A build system for Web content

· work-in-progress ·

In order to produce great content and integrate it successfully into a website or app, the case has already been made for starting with content during the prototyping phase and building the canvas from the content instead of the opposite. Also, with the rise of modern build tools for Web development, many options have emerged and they have been extensively surveyed by the community, along with their classic alternatives.

For a content designer, it makes sense to put all this together and set out to find a build system that works well for content. Using a content build system should result in improved content workflows that help reduce friction between the work of content editors, designers and developers. It should also help deliver quality products more consistently to the integrators, who will be handed assets that feel substantial and fall into place naturally within the site or app structure.

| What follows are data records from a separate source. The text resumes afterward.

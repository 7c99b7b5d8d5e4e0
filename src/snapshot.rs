//! Application state snapshots
//!
//! A snapshot is a JSON object with three required top-level sections: chat
//! data, configuration, and access/credentials. This module validates
//! snapshots, computes their summary statistics, and merges a restored
//! snapshot into the live local state.

use serde::{Deserialize, Serialize};
use serde_json::{Map, Value};

use crate::error::{BackupError, BackupResult};

/// Chat sessions and messages
pub const CHAT_SECTION: &str = "chat-next-web-store";
/// Application configuration
pub const CONFIG_SECTION: &str = "app-config";
/// Access control and credentials
pub const ACCESS_SECTION: &str = "access-control";

/// Sections every restorable snapshot must contain
pub const REQUIRED_SECTIONS: [&str; 3] = [CHAT_SECTION, CONFIG_SECTION, ACCESS_SECTION];

const LAST_UPDATE_FIELD: &str = "lastUpdateTime";

/// Summary statistics of a snapshot
#[derive(Debug, Clone, Copy, Default, PartialEq, Eq, Serialize, Deserialize)]
#[serde(rename_all = "camelCase")]
pub struct SnapshotStats {
    pub session_count: u64,
    pub message_count: u64,
    /// Serialized size in bytes
    pub total_size: u64,
}

/// A serialized snapshot ready to be stored
#[derive(Debug, Clone, PartialEq, Eq)]
pub struct ExportedState {
    pub content: String,
    pub stats: SnapshotStats,
}

impl ExportedState {
    /// Serialize a snapshot value and compute its statistics
    pub fn from_value(state: &Value) -> BackupResult<Self> {
        let content = serde_json::to_string(state)
            .map_err(|e| BackupError::Export(format!("Failed to serialize state: {}", e)))?;
        let (session_count, message_count) = count_sessions(state);
        Ok(Self {
            stats: SnapshotStats {
                session_count,
                message_count,
                total_size: content.len() as u64,
            },
            content,
        })
    }
}

/// Count chat sessions and the messages they hold
pub fn count_sessions(state: &Value) -> (u64, u64) {
    let sessions = state
        .get(CHAT_SECTION)
        .and_then(|chat| chat.get("sessions"))
        .and_then(Value::as_array);

    match sessions {
        Some(sessions) => {
            let messages = sessions
                .iter()
                .filter_map(|s| s.get("messages").and_then(Value::as_array))
                .map(|m| m.len() as u64)
                .sum();
            (sessions.len() as u64, messages)
        }
        None => (0, 0),
    }
}

/// Parse backup content and check it has every required section
pub fn parse_snapshot(content: &str) -> BackupResult<Value> {
    let value: Value = serde_json::from_str(content)
        .map_err(|e| BackupError::InvalidFormat(format!("Backup is not valid JSON: {}", e)))?;

    let Some(object) = value.as_object() else {
        return Err(BackupError::InvalidFormat(
            "Backup must be a JSON object".into(),
        ));
    };

    let missing: Vec<&str> = REQUIRED_SECTIONS
        .iter()
        .copied()
        .filter(|section| !object.get(*section).is_some_and(Value::is_object))
        .collect();

    if !missing.is_empty() {
        return Err(BackupError::InvalidFormat(format!(
            "Backup is missing required sections: {}",
            missing.join(", ")
        )));
    }

    Ok(value)
}

/// Merge a restored snapshot into the local state
///
/// Chat sessions are unioned by `id`; messages of a session present on both
/// sides are unioned by `id`, local messages first. For every other section
/// the side with the newer `lastUpdateTime` wins field by field, ties keep
/// local. Sections only the restored snapshot has are copied in.
pub fn merge_app_state(local: Value, restored: Value) -> Value {
    let Value::Object(restored) = restored else {
        return local;
    };
    let mut merged = match local {
        Value::Object(map) => map,
        _ => Map::new(),
    };

    for (key, remote) in restored {
        let combined = match merged.remove(&key) {
            None => remote,
            Some(Value::Object(local_section)) => match remote {
                Value::Object(remote_section) if key == CHAT_SECTION => {
                    Value::Object(merge_chat(local_section, remote_section))
                }
                Value::Object(remote_section) => {
                    Value::Object(merge_with_update(local_section, remote_section))
                }
                _ => Value::Object(local_section),
            },
            Some(other) => other,
        };
        merged.insert(key, combined);
    }

    Value::Object(merged)
}

fn merge_chat(mut local: Map<String, Value>, mut remote: Map<String, Value>) -> Map<String, Value> {
    let remote_sessions = match remote.remove("sessions") {
        Some(Value::Array(sessions)) => sessions,
        _ => Vec::new(),
    };
    let mut sessions = match local.remove("sessions") {
        Some(Value::Array(sessions)) => sessions,
        _ => Vec::new(),
    };

    for remote_session in remote_sessions {
        let position = id_of(&remote_session)
            .and_then(|id| sessions.iter().position(|s| id_of(s) == Some(id)));
        match position {
            Some(index) => merge_messages(&mut sessions[index], remote_session),
            None => sessions.push(remote_session),
        }
    }

    local.insert("sessions".into(), Value::Array(sessions));
    for (key, value) in remote {
        local.entry(key).or_insert(value);
    }
    local
}

fn merge_messages(local_session: &mut Value, remote_session: Value) {
    let Some(remote_messages) = remote_session
        .get("messages")
        .and_then(Value::as_array)
        .cloned()
    else {
        return;
    };
    if !local_session.get("messages").is_some_and(Value::is_array) {
        if let Some(session) = local_session.as_object_mut() {
            session.insert("messages".into(), Value::Array(remote_messages));
        }
        return;
    }
    let Some(local_messages) = local_session
        .get_mut("messages")
        .and_then(Value::as_array_mut)
    else {
        return;
    };

    for message in remote_messages {
        let known = id_of(&message)
            .is_some_and(|id| local_messages.iter().any(|m| id_of(m) == Some(id)));
        if !known {
            local_messages.push(message);
        }
    }
}

fn merge_with_update(
    mut local: Map<String, Value>,
    remote: Map<String, Value>,
) -> Map<String, Value> {
    let remote_is_newer = last_update(&remote) > last_update(&local);
    for (key, value) in remote {
        if remote_is_newer || !local.contains_key(&key) {
            local.insert(key, value);
        }
    }
    local
}

fn last_update(section: &Map<String, Value>) -> f64 {
    section
        .get(LAST_UPDATE_FIELD)
        .and_then(Value::as_f64)
        .unwrap_or(0.0)
}

fn id_of(value: &Value) -> Option<&Value> {
    value.get("id").filter(|id| !id.is_null())
}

In my work with scientific or academic organizations, I’ve been led to use different content building workflows depending on the respective practices of the creators on the one hand and the developers or integrators on the other. I will be presenting one possible workflow that targets a static website with technical content, using both venerable tools like make and shiny modern formats like SVG and CommonMark. The emphasis will be on the programmatic techniques that convene with text content that is highly structured (with e.g. WAI-ARIA accessibility markup) and finely styled (with modern CSS respecting recommended practices). I will also mention alternatives (for example, Gulp in place of make) in order to show general applicability.

Content acquisition phase

If I am working on a pre-existing website, I make sure to start with the actual content that is already in the wild and has been serving its purpose with real users.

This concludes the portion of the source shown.